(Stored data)
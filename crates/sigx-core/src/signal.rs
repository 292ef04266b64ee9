//! Trade signal handed to the engine by the (external) parser.

use crate::error::{CoreError, Result};
use crate::order::OrderSide;
use crate::Price;
use serde::{Deserialize, Serialize};
use std::fmt;
use std::str::FromStr;

/// Trade direction.
#[derive(Debug, Clone, Copy, PartialEq, Eq, Hash, Serialize, Deserialize)]
pub enum Direction {
    #[serde(rename = "LONG", alias = "long", alias = "Long")]
    Long,
    #[serde(rename = "SHORT", alias = "short", alias = "Short")]
    Short,
}

impl Direction {
    /// Entry side: buy for LONG, sell for SHORT.
    pub fn side(&self) -> OrderSide {
        match self {
            Self::Long => OrderSide::Buy,
            Self::Short => OrderSide::Sell,
        }
    }
}

impl fmt::Display for Direction {
    fn fmt(&self, f: &mut fmt::Formatter<'_>) -> fmt::Result {
        match self {
            Self::Long => write!(f, "LONG"),
            Self::Short => write!(f, "SHORT"),
        }
    }
}

impl FromStr for Direction {
    type Err = CoreError;

    fn from_str(s: &str) -> Result<Self> {
        match s.trim().to_ascii_uppercase().as_str() {
            "LONG" => Ok(Self::Long),
            "SHORT" => Ok(Self::Short),
            other => Err(CoreError::InvalidSignal(format!(
                "unknown direction '{other}'"
            ))),
        }
    }
}

/// A normalized trade signal.
///
/// Field names follow the parser's output (`trade_type`, `entry`) so a
/// parsed message deserializes directly.
#[derive(Debug, Clone, PartialEq, Eq, Serialize, Deserialize)]
pub struct Signal {
    pub ticker: String,
    #[serde(alias = "trade_type")]
    pub direction: Direction,
    /// Quoted entry prices, in message order.
    #[serde(alias = "entry")]
    pub entries: Vec<Price>,
    /// Target prices, in message order. The first one is the take-profit.
    pub targets: Vec<Price>,
    #[serde(default)]
    pub stoploss: Option<Price>,
}

impl Signal {
    pub fn new(
        ticker: impl Into<String>,
        direction: Direction,
        entries: Vec<Price>,
        targets: Vec<Price>,
        stoploss: Option<Price>,
    ) -> Self {
        Self {
            ticker: ticker.into(),
            direction,
            entries,
            targets,
            stoploss,
        }
    }

    /// Check completeness and positivity before any arithmetic.
    pub fn validate(&self) -> Result<()> {
        if self.ticker.trim().is_empty() {
            return Err(CoreError::InvalidSignal("ticker is empty".to_string()));
        }
        if self.entries.is_empty() {
            return Err(CoreError::InvalidSignal("no entry prices".to_string()));
        }
        if self.targets.is_empty() {
            return Err(CoreError::InvalidSignal("no target prices".to_string()));
        }
        let stoploss = self
            .stoploss
            .ok_or_else(|| CoreError::InvalidSignal("no stop loss".to_string()))?;

        let all_positive = self
            .entries
            .iter()
            .chain(self.targets.iter())
            .chain(std::iter::once(&stoploss))
            .all(Price::is_positive);
        if !all_positive {
            return Err(CoreError::InvalidSignal(
                "prices must be positive".to_string(),
            ));
        }
        Ok(())
    }

    /// Least optimistic quoted entry: highest for LONG, lowest for SHORT.
    pub fn entry_price(&self) -> Option<Price> {
        match self.direction {
            Direction::Long => self.entries.iter().max().copied(),
            Direction::Short => self.entries.iter().min().copied(),
        }
    }

    /// First listed target, regardless of how extreme later targets are.
    pub fn take_profit(&self) -> Option<Price> {
        self.targets.first().copied()
    }

    /// Exchange instrument id, e.g. `SOL` + `USDT` -> `SOL-USDT`.
    pub fn instrument_id(&self, quote_currency: &str) -> String {
        format!("{}-{}", self.ticker.trim().to_uppercase(), quote_currency)
    }
}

__Task brief__: Above are the records; reproduce all of them exactly.

__Answer to the exercise__:
filename crates/sigx-core/src/signal.rs
repository 292ef04266b64ee9
//! Trade signal handed to the engine by the (external) parser.

use crate::error::{CoreError, Result};
use crate::order::OrderSide;
use crate::Price;
use serde::{Deserialize, Serialize};
use std::fmt;
use std::str::FromStr;

/// Trade direction.
#[derive(Debug, Clone, Copy, PartialEq, Eq, Hash, Serialize, Deserialize)]
pub enum Direction {
    #[serde(rename = "LONG", alias = "long", alias = "Long")]
    Long,
    #[serde(rename = "SHORT", alias = "short", alias = "Short")]
    Short,
}

impl Direction {
    /// Entry side: buy for LONG, sell for SHORT.
    pub fn side(&self) -> OrderSide {
        match self {
            Self::Long => OrderSide::Buy,
            Self::Short => OrderSide::Sell,
        }
    }
}

impl fmt::Display for Direction {
    fn fmt(&self, f: &mut fmt::Formatter<'_>) -> fmt::Result {
        match self {
            Self::Long => write!(f, "LONG"),
            Self::Short => write!(f, "SHORT"),
        }
    }
}

impl FromStr for Direction {
    type Err = CoreError;

    fn from_str(s: &str) -> Result<Self> {
        match s.trim().to_ascii_uppercase().as_str() {
            "LONG" => Ok(Self::Long),
            "SHORT" => Ok(Self::Short),
            other => Err(CoreError::InvalidSignal(format!(
                "unknown direction '{other}'"
            ))),
        }
    }
}

/// A normalized trade signal.
///
/// Field names follow the parser's output (`trade_type`, `entry`) so a
/// parsed message deserializes directly.
#[derive(Debug, Clone, PartialEq, Eq, Serialize, Deserialize)]
pub struct Signal {
    pub ticker: String,
    #[serde(alias = "trade_type")]
    pub direction: Direction,
    /// Quoted entry prices, in message order.
    #[serde(alias = "entry")]
    pub entries: Vec<Price>,
    /// Target prices, in message order. The first one is the take-profit.
    pub targets: Vec<Price>,
    #[serde(default)]
    pub stoploss: Option<Price>,
}

impl Signal {
    pub fn new(
        ticker: impl Into<String>,
        direction: Direction,
        entries: Vec<Price>,
        targets: Vec<Price>,
        stoploss: Option<Price>,
    ) -> Self {
        Self {
            ticker: ticker.into(),
            direction,
            entries,
            targets,
            stoploss,
        }
    }

    /// Check completeness and positivity before any arithmetic.
    pub fn validate(&self) -> Result<()> {
        if self.ticker.trim().is_empty() {
            return Err(CoreError::InvalidSignal("ticker is empty".to_string()));
        }
        if self.entries.is_empty() {
            return Err(CoreError::InvalidSignal("no entry prices".to_string()));
        }
        if self.targets.is_empty() {
            return Err(CoreError::InvalidSignal("no target prices".to_string()));
        }
        let stoploss = self
            .stoploss
            .ok_or_else(|| CoreError::InvalidSignal("no stop loss".to_string()))?;

        let all_positive = self
            .entries
            .iter()
            .chain(self.targets.iter())
            .chain(std::iter::once(&stoploss))
            .all(Price::is_positive);
        if !all_positive {
            return Err(CoreError::InvalidSignal(
                "prices must be positive".to_string(),
            ));
        }
        Ok(())
    }

    /// Least optimistic quoted entry: highest for LONG, lowest for SHORT.
    pub fn entry_price(&self) -> Option<Price> {
        match self.direction {
            Direction::Long => self.entries.iter().max().copied(),
            Direction::Short => self.entries.iter().min().copied(),
        }
    }

    /// First listed target, regardless of how extreme later targets are.
    pub fn take_profit(&self) -> Option<Price> {
        self.targets.first().copied()
    }

    /// Exchange instrument id, e.g. `SOL` + `USDT` -> `SOL-USDT`.
    pub fn instrument_id(&self, quote_currency: &str) -> String {
        format!("{}-{}", self.ticker.trim().to_uppercase(), quote_currency)
    }
}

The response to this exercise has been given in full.